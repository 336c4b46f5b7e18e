//! Pure countdown arithmetic.
//!
//! Remaining time is always derived from the absolute expiry, never from
//! locally elapsed time, so a reload or a second page agrees on the clock.

/// Whole seconds left until `expiry_ms`, clamped at zero.
pub fn remaining_secs(expiry_ms: i64, now_ms: i64) -> u64 {
    let left_ms = expiry_ms.saturating_sub(now_ms);
    if left_ms <= 0 {
        return 0;
    }
    (left_ms / 1000) as u64
}

/// Format seconds as `MM:SS`. Minutes are not wrapped at 60.
pub fn format_clock(secs: u64) -> String {
    format!("{:02}:{:02}", secs / 60, secs % 60)
}

pub fn is_warning(remaining_secs: u64, threshold_secs: u64) -> bool {
    remaining_secs <= threshold_secs
}

#[cfg(test)]
mod tests {
    use super::*;

    #[test]
    fn remaining_floors_partial_seconds() {
        assert_eq!(remaining_secs(10_999, 0), 10);
        assert_eq!(remaining_secs(1_000, 1), 0);
    }

    #[test]
    fn remaining_clamps_past_expiry_to_zero() {
        assert_eq!(remaining_secs(1_000, 2_000), 0);
        assert_eq!(remaining_secs(i64::MIN, i64::MAX), 0);
    }

    #[test]
    fn remaining_is_non_increasing_and_hits_zero_once() {
        let expiry = 5_000;
        let samples: Vec<u64> = (0..=7_000)
            .step_by(500)
            .map(|now| remaining_secs(expiry, now))
            .collect();
        assert!(samples.windows(2).all(|pair| pair[0] >= pair[1]));
        let first_zero = samples.iter().position(|s| *s == 0).expect("zero");
        assert!(samples[first_zero..].iter().all(|s| *s == 0));
        assert!(samples[..first_zero].iter().all(|s| *s > 0));
    }

    #[test]
    fn format_clock_pads_minutes_and_seconds() {
        assert_eq!(format_clock(2700), "45:00");
        assert_eq!(format_clock(65), "01:05");
        assert_eq!(format_clock(0), "00:00");
        assert_eq!(format_clock(6000), "100:00");
    }

    #[test]
    fn warning_starts_at_threshold() {
        assert!(is_warning(300, 300));
        assert!(!is_warning(301, 300));
    }
}
//! Development-time tracing for debugging the gate.
//!
//! # Separation of Concerns
//!
//! - **Tracing (this module)**: Dev diagnostics via `RUST_LOG`, output to stderr.
//!   Not persisted, not part of command output.
//!
//! - **Command output (`main`)**: countdown ticks, redirects and progress on
//!   stdout. Always printed, unaffected by `RUST_LOG`.

use tracing_subscriber::{EnvFilter, fmt, layer::SubscriberExt, util::SubscriberInitExt};

/// Initialize tracing subscriber for development logging.
///
/// Reads `RUST_LOG` env var. Defaults to `warn` if unset.
/// Output: stderr, compact format.
///
/// # Example
/// ```bash
/// RUST_LOG=stagegate=debug cargo run -- visit morse.html
/// ```
pub fn init() {
    let filter = EnvFilter::try_from_default_env().unwrap_or_else(|_| EnvFilter::new("warn"));

    tracing_subscriber::registry()
        .with(filter)
        .with(fmt::layer().with_writer(std::io::stderr).compact())
        .init();
}
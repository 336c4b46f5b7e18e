//! Session lifecycle and access control for a timed, multi-stage challenge.
//!
//! A countdown session must be active, and each page may only be entered
//! once a configured subset of steps is complete. The architecture keeps a
//! strict separation:
//!
//! - **[`core`]**: Pure, deterministic logic (admission, countdown arithmetic,
//!   hub affordances, answer normalization, reveal schedules). No I/O.
//! - **[`io`]**: Side-effecting operations (session store, configuration,
//!   on-disk layout). Injected so tests can use an in-memory store.
//!
//! Stateful components ([`ledger`], [`session`], [`timer`], [`guard`],
//! [`scheduler`]) combine into [`page::PageContext`], the per-page state
//! machine driven by the CLI.

pub mod clock;
pub mod core;
pub mod exit_codes;
pub mod guard;
pub mod io;
pub mod ledger;
pub mod logging;
pub mod page;
pub mod scheduler;
pub mod session;
#[cfg(any(test, feature = "test-support"))]
pub mod test_support;
pub mod timer;
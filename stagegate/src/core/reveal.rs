//! Staged reveal schedules (intro story, breach shutdown).
//!
//! A plan only says *when* each line appears and when the sequence is
//! complete. Playing it back is the scheduler's job.

/// Lines shown by the breach shutdown sequence.
pub const BREACH_LINES: [&str; 3] = [
    "Stabilizing Signal...",
    "Closing Gate...",
    "Rebooting Core...",
];

const STORY_FIRST_MS: u64 = 500;
const STORY_SPACING_MS: u64 = 3000;
const STORY_COMPLETE_AFTER_MS: u64 = 1200;
const BREACH_SPACING_MS: u64 = 1800;
const BREACH_COMPLETE_AFTER_MS: u64 = 1500;

#[derive(Debug, Clone, PartialEq, Eq)]
pub struct RevealLine {
    pub offset_ms: u64,
    pub text: String,
}

#[derive(Debug, Clone, PartialEq, Eq)]
pub struct RevealPlan {
    pub lines: Vec<RevealLine>,
    /// Offset of the completion continuation. `None` when there are no lines.
    pub complete_at_ms: Option<u64>,
}

impl RevealPlan {
    fn evenly_spaced<S: AsRef<str>>(
        lines: &[S],
        first_ms: u64,
        spacing_ms: u64,
        complete_after_ms: u64,
    ) -> Self {
        let lines: Vec<RevealLine> = lines
            .iter()
            .enumerate()
            .map(|(i, text)| RevealLine {
                offset_ms: first_ms + spacing_ms * i as u64,
                text: text.as_ref().to_string(),
            })
            .collect();
        let complete_at_ms = lines.last().map(|last| last.offset_ms + complete_after_ms);
        Self {
            lines,
            complete_at_ms,
        }
    }
}

/// Intro story: first line at 500 ms, then one every 3 s.
pub fn story_plan<S: AsRef<str>>(lines: &[S]) -> RevealPlan {
    RevealPlan::evenly_spaced(
        lines,
        STORY_FIRST_MS,
        STORY_SPACING_MS,
        STORY_COMPLETE_AFTER_MS,
    )
}

pub fn breach_plan() -> RevealPlan {
    RevealPlan::evenly_spaced(&BREACH_LINES, 0, BREACH_SPACING_MS, BREACH_COMPLETE_AFTER_MS)
}
//! Session lifecycle: start, read and clear the absolute expiry.
//!
//! The expiry is only ever set by [`start_session`] and cleared by
//! [`clear_expiry`]. It is never edited in place.

use anyhow::{Context, Result};
use tracing::{debug, info, warn};

use crate::clock::{Clock, duration_ms};
use crate::core::types::Navigation;
use crate::io::config::StageConfig;
use crate::io::store::SessionStore;
use crate::ledger::StepLedger;

/// Store key holding the session expiry (epoch milliseconds).
pub const EXPIRY_KEY: &str = "sessionExpiry";

/// Parse a stored expiry. Empty, non-numeric or zero values are "no session".
///
/// A negative expiry is still a session: it lies in the past and expires on
/// the first countdown firing.
pub fn parse_expiry(raw: &str) -> Option<i64> {
    match raw.trim().parse::<i64>() {
        Ok(ms) if ms != 0 => Some(ms),
        _ => None,
    }
}

/// Read the stored expiry, if a valid one exists.
pub fn read_expiry<S: SessionStore + ?Sized>(store: &S) -> Result<Option<i64>> {
    let Some(raw) = store.get(EXPIRY_KEY)? else {
        return Ok(None);
    };
    let parsed = parse_expiry(&raw);
    if parsed.is_none() {
        warn!(value = %raw, "ignoring unparseable session expiry");
    }
    Ok(parsed)
}

pub fn clear_expiry<S: SessionStore + ?Sized>(store: &S) -> Result<()> {
    store.remove(EXPIRY_KEY).context("clear session expiry")?;
    debug!("session expiry cleared");
    Ok(())
}

/// Start a fresh session, replacing any previous run.
///
/// Sets the expiry to `now + session_duration`, clears every step flag and
/// navigates to the hub.
pub fn start_session<S: SessionStore + ?Sized>(
    store: &S,
    clock: &Clock,
    config: &StageConfig,
) -> Result<Navigation> {
    let expiry_ms = clock
        .now_ms()
        .saturating_add(duration_ms(config.session_duration()));
    store
        .set(EXPIRY_KEY, &expiry_ms.to_string())
        .context("store session expiry")?;
    StepLedger::new(store, config.max_steps)
        .reset_all(config.max_steps)
        .context("reset step flags")?;
    info!(expiry_ms, "session started");
    Ok(Navigation::Redirect(config.hub_page()))
}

What the task requires:
Tally how many lines in the material above hold the word "Sized". Write only that number.

Problem solution:
3